What If… Thor Were an Only Child?

Synopsis

Thor, who never learned to be a good hero, throws an out of control intergalactic party on Earth.

Marvel’s What If [Disney +]

Review

This was such a fun episode as it made me laugh from beginning to end. It also ends with an excellent cliffhanger, which seems to be setting up the epic finale. 

In this alternate Universe growing up without a pivotal relationship can really affect you as without Loki, Thor becomes a reckless Party Prince with a bad boy attitude. And when his father falls into Odinsleep and his mother Frigga goes away, Thor’s arrogance simply continues to grow as he decides to throw a huge party on Midgard aka Earth, where he believes Heimdall won’t be able to detect him. 

Marvel’s What If [Disney +]

Inviting all from the Nine Realms, he creates the biggest party ever witnessed on Earth. Many easter eggs and cameos appear thanks to the original actors voicing their characters. The standouts being Chris Hemsworth, Tom Hiddleston, Natalie Portman, and Kat Dennings.

Also voicing their characters are Samuel L. Jackson, Cobie Smulders, Clark Gregg, Frank Grillo, Taika Waititi, Karen Gillan, Jaimie Alexander, Seth Green and Jeff Goldblum fabulously returning as the Grandmaster. 

Prince Loki of Jotunheim arrives in Las Vegas to join Thor’s party. He certainly towers over Thor and the other partygoers in his frost giant form.

With Thor taking over Earth with all his party-going antics, S.H.I.E.L.D step in to rain on his parade. Maria Hill uses Jane and Darcy to stop Thor however Jane hooks up with the God of Thunder, so Hill eventually calls upon someone with a bit more firepower, Captain Marvel. 

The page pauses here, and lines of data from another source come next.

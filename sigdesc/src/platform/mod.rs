//! Platform backends for the description lookup.
//!
//! Exactly one backend is compiled in, selected by target capability:
//!
//! - `strsignal`: Unix targets, wrapping the native `strsignal(3)` facility
//! - `siglist`: Windows targets, a static table of the C-runtime signals
//! - `unsupported`: every other target; lookups always miss
//!
//! Resolving the choice at build time means a single lookup can never mix
//! data from two platform sources: where the native facility exists, the
//! static table is not even compiled.
//!
//! Every backend exposes the same interface,
//! `with_description(signum, closure)`, handing the closure a borrowed view
//! of the platform's text scoped to the call, or `None` on a miss. The
//! shared fallback text lives with the caller, not here.

#[cfg(unix)]
mod strsignal;
#[cfg(unix)]
pub(crate) use strsignal::with_description;

#[cfg(windows)]
mod siglist;
#[cfg(windows)]
pub(crate) use siglist::with_description;

#[cfg(not(any(unix, windows)))]
mod unsupported;
#[cfg(not(any(unix, windows)))]
pub(crate) use unsupported::with_description;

Both go head-to-head which creates an epic showdown with plenty of thunder and Lightning. But ultimately in the end there’s one relatable thing that does manage to stop Thor, his mother. Frigga who after being sought out by Jane arrives in the nick of time. 

Marvel’s What If [Disney +]

Her arrival prompts Thor to clean up his act, he enlists the help of his party guests to clean up Earth. As the episode comes to an end it shows that Thor and Jane’s relationship develops further as they both agree to go on a date. However there’s one thing The Watcher didn’t see, That Cliffhanger. Overall Episode 7 is a jam-packed one with delightful and crazy moments.